The interior Border Patrol checkpoint in Sierra Blanca is famous for its drug busts of musicians from Willie Nelson to Snoop Dogg to Nelly to Fiona Apple. (As well as filmmaker Al Reinert, who wrote about his own experience in the West Texas town for Texas Monthly a few years ago.)

There’s not much in Sierra Blanca. Anybody who’s been there will tell you that. There’s a good Mexican restaurant, a Subway inside of a gas station, an occasionally open gift shop, and a fair number of houses with DirecTV satellite dishes outside of ’em. Snoop and Willie didn’t stop through for such tourist attractions. When you plan a route from, say, Los Angeles to Houston—it makes a lot of sense to take Interstate 10 the entire way, and since you’re never leaving the U.S., it might not occur to you that your car will be stopped and inspected by the Border Patrol about 85 miles east of El Paso. And then, of course, you’re getting booked, fingerprinted, and photographed at the Hudspeth County Jail.

Or, at least, that’s how it has worked—both for the famous musicians who’ve been caught in Sierra Blanca and for the countless less notable people who’ve been busted for a few joints (or more) in the town. But now, Sheriff Arvin West has declared that he’s done wasting Hudspeth County taxpayers’ on that. As NPR reports:

[F]or the past year, Hudspeth County Sheriff Arvin West has refused to take any more “checkpoint cases,” even those involving commercial quantities of marijuana worth thousands of dollars.

“I don’t have a problem whatsoever going out there and arresting them,” West says. “I just have a problem making my local taxpayers foot the bill for America’s problem. I’m not gonna do the federal government’s job.”

The money involved in arresting and holding people in marijuana busts has long been a sticking point in Hudspeth County. The way it works, the county pays the upfront costs that come with arresting, housing, and feeding its catches, and then waits (and waits and waits) for reimbursements from the federal government. When I went to Sierra Blanca a few years ago, the sheriff’s brother Wayne West, the Hudspeth County Commissioner, explained that those costs can really add up, especially if they’ve got someone in custody with a medical problem such as diabetes and have to provide insulin or other medication.

As the NPR story notes, it’s not so much that West is opposed to enforcing marijuana laws as he resents that he gets so many referrals from the checkpoint.

[W]hen a person is busted for 35 pounds of marijuana in downtown Sierra Blanca — such as it is — he faces a second-degree felony and prison time. But if that person gets caught with the same size load at the federal checkpoint, he walks — unless there are aggravating circumstances, such as a weapon involved.
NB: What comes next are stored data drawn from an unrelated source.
// MIT License - Copyright (c) 2026 Peter Wright
// Alarm / trouble relay contact monitor

use std::path::PathBuf;
use std::sync::Arc;
use std::time::Duration;

use serde_json::{Map, Value};
use tokio_util::sync::CancellationToken;
use tracing::{debug, info, warn};

use crate::backoff::sleep_or_cancel;
use crate::error::{BridgeError, Result};
use crate::message::OutboundMessage;
use crate::publisher::{BrokerTransport, Delivery, Publisher};

/// A digital input wired to one of the panel's relay contacts.
pub trait ContactInput: Send + Sync + 'static {
    /// `true` when the contact is in its active state.
    fn is_active(&self) -> Result<bool>;
}

/// GPIO input read through the sysfs interface
/// (`/sys/class/gpio/gpio<N>/value`).
#[derive(Debug, Clone)]
pub struct SysfsContact {
    pin: u32,
    value_path: PathBuf,
    active_high: bool,
}

impl SysfsContact {
    pub fn new(pin: u32, active_high: bool) -> Self {
        Self::with_root("/sys/class/gpio", pin, active_high)
    }

    pub fn with_root(root: impl Into<PathBuf>, pin: u32, active_high: bool) -> Self {
        let value_path = root.into().join(format!("gpio{pin}")).join("value");
        Self {
            pin,
            value_path,
            active_high,
        }
    }

    /// Export the pin if the kernel has not done so yet.
    pub fn export(&self) -> Result<()> {
        if self.value_path.exists() {
            return Ok(());
        }
        let gpio_dir = self.value_path.parent().and_then(|p| p.parent());
        if let Some(root) = gpio_dir {
            debug!("Exporting GPIO {}", self.pin);
            std::fs::write(root.join("export"), self.pin.to_string())?;
        }
        Ok(())
    }
}

impl ContactInput for SysfsContact {
    fn is_active(&self) -> Result<bool> {
        let raw = std::fs::read_to_string(&self.value_path)?;
        let high = match raw.trim() {
            "1" => true,
            "0" => false,
            other => {
                return Err(BridgeError::Io(std::io::Error::new(
                    std::io::ErrorKind::InvalidData,
                    format!("GPIO {} reads {other:?}", self.pin),
                )));
            }
        };
        Ok(high == self.active_high)
    }
}

/// Polls the alarm and trouble contacts and publishes their state as
/// telemetry. Readings are dropped, not queued, while the broker is away.
pub struct RelayMonitor<T: BrokerTransport, C: ContactInput> {
    publisher: Arc<Publisher<T>>,
    alarm: C,
    trouble: C,
    interval: Duration,
}

impl<T: BrokerTransport, C: ContactInput> RelayMonitor<T, C> {
    pub fn new(publisher: Arc<Publisher<T>>, alarm: C, trouble: C, interval: Duration) -> Self {
        Self {
            publisher,
            alarm,
            trouble,
            interval,
        }
    }

    fn reading(&self) -> Result<Map<String, Value>> {
        let mut map = Map::new();
        map.insert("alarm_relay".into(), Value::from(self.alarm.is_active()?));
        map.insert("trouble_relay".into(), Value::from(self.trouble.is_active()?));
        Ok(map)
    }

    pub async fn run(self, cancel: CancellationToken) -> Result<()> {
        info!("Relay monitor started (every {:?})", self.interval);
        loop {
            match self.reading() {
                Ok(reading) => {
                    let msg = OutboundMessage::telemetry(reading);
                    if let Err(e) = self.publisher.publish(msg, Delivery::DropIfUnavailable).await {
                        debug!("Relay state not published: {e}");
                    }
                }
                Err(e) => warn!("Failed to read relay contacts: {e}"),
            }
            if !sleep_or_cancel(&cancel, self.interval).await {
                return Ok(());
            }
        }
    }
}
That’s bad luck if you’re the weed dealer eating breakfast at Michael’s Mexican Restaurant who left his trunk open as a deputy pulls up, but it also does highlight part of the issue here, which is that people who live near those interior Border Patrol checkpoints—whether civilians or law enforcement—seem very uncomfortable with this intrusion of the federal government into their town. When I wrote about Sierra Blanca for the Texas Observer in 2013, that was something that Wayne West talked about.

That drive between Sierra Blanca and El Paso is one that everybody in Hudspeth County knows well. The Exxon station in Sierra Blanca sells a few staples, and there’s a small supermarket in Van Horn, 35 miles to the east, but if a Sierra Blancan needs to stock up on a month’s worth of groceries—or attend a movie theater, or buy a computer, or try on new school clothes—they have to drive the 88 miles west to El Paso. To get back home, they have to answer questions from a Border Patrol agent at the checkpoint, and those interactions can be unpleasant, even downright antagonistic. “It can get pretty vulgar,” West confirms.

That contentious relationship has existed between people in Hudspeth County and the Border Patrol and federal agents for some time, so it’s not really a surprise that Arvin West would decide that he’s done using his department to enforce the cases that are sent to him from the checkpoint—but if you’re a rock star passing through West Texas, you’re probably breathing easier now anyway.